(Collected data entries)
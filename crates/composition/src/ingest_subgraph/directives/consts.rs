pub(super) const AUTHENTICATED: &str = "authenticated";
pub(super) const COMPOSE_DIRECTIVE: &str = "composeDirective";
pub(super) const EXTENDS: &str = "extends";
pub(super) const EXTERNAL: &str = "external";
pub(super) const INACCESSIBLE: &str = "inaccessible";
pub(super) const INTERFACE_OBJECT: &str = "interfaceObject";
pub(super) const KEY: &str = "key";
pub(super) const OVERRIDE: &str = "override";
pub(super) const PROVIDES: &str = "provides";
pub(super) const REQUIRES: &str = "requires";
pub(super) const REQUIRES_SCOPES: &str = "requiresScopes";
pub(super) const SHAREABLE: &str = "shareable";
pub(super) const TAG: &str = "tag";

/// The subscription filter directive is not renameable through `@link`, it
/// always goes by its prefixed name.
pub(super) const SUBSCRIPTION_FILTER: &str = "openfed__subscriptionFilter";
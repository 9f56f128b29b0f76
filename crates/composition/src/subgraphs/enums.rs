use super::*;

#[derive(Default)]
pub(super) struct Enums {
    values: BTreeMap<(DefinitionId, StringId), EnumValueRecord>,
}

#[derive(Clone, Copy)]
pub(crate) struct EnumValueRecord {
    pub(crate) directives: DirectiveSiteId,
    pub(crate) description: Option<StringId>,
}

impl Subgraphs {
    /// Returns `None` when the value is already defined on the enum.
    pub(crate) fn push_enum_value(
        &mut self,
        enum_id: DefinitionId,
        enum_value: StringId,
        record: EnumValueRecord,
    ) -> Option<()> {
        match self.enums.values.insert((enum_id, enum_value), record) {
            Some(_) => None,
            None => Some(()),
        }
    }
}

pub(crate) type EnumValueWalker<'a> = Walker<'a, (StringId, EnumValueRecord)>;

impl<'a> EnumValueWalker<'a> {
    pub(crate) fn name(self) -> StringWalker<'a> {
        self.walk(self.id.0)
    }

    pub(crate) fn directives(self) -> DirectiveSiteWalker<'a> {
        self.walk(self.id.1.directives)
    }

    pub(crate) fn description(self) -> Option<StringWalker<'a>> {
        self.id.1.description.map(|id| self.walk(id))
    }
}

impl<'a> DefinitionWalker<'a> {
    pub(crate) fn enum_values(self) -> impl Iterator<Item = EnumValueWalker<'a>> + 'a {
        let id = self.id;
        self.subgraphs
            .enums
            .values
            .range((id, StringId::MIN)..=(id, StringId::MAX))
            .map(move |((_, value), record)| self.walk((*value, *record)))
    }

    pub(crate) fn enum_value(self, name: StringId) -> Option<EnumValueWalker<'a>> {
        self.subgraphs
            .enums
            .values
            .get(&(self.id, name))
            .map(|record| self.walk((name, *record)))
    }
}
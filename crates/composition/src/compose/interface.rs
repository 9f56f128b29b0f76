use super::*;
use crate::subgraphs::{wrapping_is_at_least_as_restrictive, FieldTypeRecord};

pub(super) fn merge_interface_definitions<'a>(
    ctx: &mut Context<'a>,
    first: DefinitionWalker<'a>,
    definitions: &[DefinitionWalker<'a>],
) {
    let interface_name = first.name();

    let mut definition_ir = ir::DefinitionIr::new(interface_name.id, DefinitionKind::Interface);
    definition_ir.description = definitions.iter().find_map(|def| def.description()).map(|d| d.id);
    definition_ir.directives = collect_composed_directives(definitions.iter().map(|def| def.directives()));
    definition_ir.subgraphs = definitions.iter().map(|def| def.subgraph_id()).collect();

    for definition in definitions {
        definition_ir.implements.extend(definition.implemented_interfaces());
    }

    ctx.insert_definition(definition_ir);

    let subgraphs = ctx.subgraphs;
    subgraphs.iter_field_groups(interface_name.id, |fields| {
        let Some(first_field) = fields.first() else {
            return;
        };
        object::compose_object_fields(ctx, *first_field, fields, false);
    });
}

/// The same conformance contract the normalizer checks per subgraph, but over
/// the merged shapes: a subgraph may rely on an interface field that another
/// subgraph's definition of the implementing type does not carry, which only
/// becomes visible after the merge.
pub(super) fn validate_composed_interfaces(ctx: &mut Context<'_>) {
    let mut errors = Vec::new();

    {
        let ir = ctx.ir();

        let mut fields_by_parent: BTreeMap<StringId, Vec<&ir::FieldIr>> = BTreeMap::new();
        for field in &ir.fields {
            fields_by_parent.entry(field.parent_name).or_default().push(field);
        }
        let empty = Vec::new();

        for definition in &ir.definitions {
            for implemented in &definition.implements {
                let Some(interface) = ir.get_definition(*implemented) else {
                    continue;
                };

                if interface.kind != DefinitionKind::Interface {
                    continue;
                }

                // Implementers of an entity interface receive the interface's
                // remaining fields when the federated graph is emitted, so
                // they satisfy it by construction.
                let is_entity_interface_implementer = ir
                    .entity_interfaces
                    .get(implemented)
                    .is_some_and(|implementers| implementers.contains(&definition.name));

                if is_entity_interface_implementer {
                    continue;
                }

                let implementer_fields = fields_by_parent.get(&definition.name).unwrap_or(&empty);
                let interface_fields = fields_by_parent.get(&interface.name).unwrap_or(&empty);

                if let Some(error) = check_composed_conformance(
                    ctx.subgraphs,
                    ir,
                    definition,
                    interface,
                    implementer_fields,
                    interface_fields,
                ) {
                    errors.push(error);
                }
            }
        }
    }

    for error in errors {
        ctx.diagnostics.push_fatal(error);
    }
}

fn check_composed_conformance(
    subgraphs: &Subgraphs,
    ir: &CompositionIr,
    implementer: &ir::DefinitionIr,
    interface: &ir::DefinitionIr,
    implementer_fields: &[&ir::FieldIr],
    interface_fields: &[&ir::FieldIr],
) -> Option<String> {
    let mut unimplemented_fields = Vec::new();
    let mut violations = Vec::new();

    for interface_field in interface_fields {
        let field_name = subgraphs.walk(interface_field.field_name).as_str();

        let Some(implementer_field) = implementer_fields
            .iter()
            .find(|field| field.field_name == interface_field.field_name)
        else {
            unimplemented_fields.push(field_name.to_owned());
            continue;
        };

        if !composed_type_conforms(ir, &implementer_field.field_type, &interface_field.field_type) {
            violations.push(format!(
                "`{field_name}` must be compatible with `{}` declared on the interface, found `{}`",
                render_type(subgraphs, &interface_field.field_type),
                render_type(subgraphs, &implementer_field.field_type),
            ));
        }

        let interface_field_inaccessible = interface_field
            .directives
            .iter()
            .any(|directive| matches!(directive, ir::Directive::Inaccessible));
        let implementer_field_inaccessible = implementer_field
            .directives
            .iter()
            .any(|directive| matches!(directive, ir::Directive::Inaccessible));

        if implementer_field_inaccessible && !interface_field_inaccessible && !interface.is_inaccessible() {
            violations.push(format!(
                "`{field_name}` is @inaccessible on the implementer but not on the interface"
            ));
        }

        for interface_argument in &interface_field.arguments {
            let argument_name = subgraphs.walk(interface_argument.name).as_str();

            let Some(implementer_argument) = implementer_field
                .arguments
                .iter()
                .find(|argument| argument.name == interface_argument.name)
            else {
                violations.push(format!("the argument `{field_name}({argument_name}:)` is missing"));
                continue;
            };

            if implementer_argument.r#type != interface_argument.r#type {
                violations.push(format!(
                    "the argument `{field_name}({argument_name}:)` must have the type `{}` declared on the interface, found `{}`",
                    render_type(subgraphs, &interface_argument.r#type),
                    render_type(subgraphs, &implementer_argument.r#type),
                ));
            }
        }

        for implementer_argument in &implementer_field.arguments {
            let declared = interface_field
                .arguments
                .iter()
                .any(|argument| argument.name == implementer_argument.name);

            if !declared && implementer_argument.r#type.is_required() {
                violations.push(format!(
                    "the additional argument `{field_name}({}:)` must be nullable",
                    subgraphs.walk(implementer_argument.name).as_str(),
                ));
            }
        }
    }

    if unimplemented_fields.is_empty() && violations.is_empty() {
        return None;
    }

    let mut message = format!(
        "The composed {} `{}` does not satisfy the interface `{}`.",
        implementer.kind.as_str(),
        subgraphs.walk(implementer.name).as_str(),
        subgraphs.walk(interface.name).as_str(),
    );

    if !unimplemented_fields.is_empty() {
        message.push_str(&format!(" Unimplemented fields: {}.", unimplemented_fields.join(", ")));
    }

    for violation in violations {
        message.push_str(&format!(" Also, {violation}."));
    }

    Some(message)
}

fn composed_type_conforms(ir: &CompositionIr, implementer: &FieldTypeRecord, interface: &FieldTypeRecord) -> bool {
    if implementer.definition_name != interface.definition_name {
        let narrows = ir
            .get_definition(interface.definition_name)
            .is_some_and(|declared| match declared.kind {
                DefinitionKind::Interface => ir
                    .get_definition(implementer.definition_name)
                    .is_some_and(|definition| definition.implements.contains(&interface.definition_name)),
                DefinitionKind::Union => declared.union_members.contains(&implementer.definition_name),
                _ => false,
            });

        if !narrows {
            return false;
        }
    }

    wrapping_is_at_least_as_restrictive(&implementer.wrapping, &interface.wrapping)
}

pub(super) fn render_type(subgraphs: &Subgraphs, record: &FieldTypeRecord) -> String {
    record.render(subgraphs.walk(record.definition_name).as_str())
}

__What you have to do__
Check every line of the data, and copy the ones that contain "crates".

__Solution to this task__
filename crates/composition/src/ingest_subgraph/directives/consts.rs
filename crates/composition/src/subgraphs/enums.rs
filename crates/composition/src/compose/interface.rs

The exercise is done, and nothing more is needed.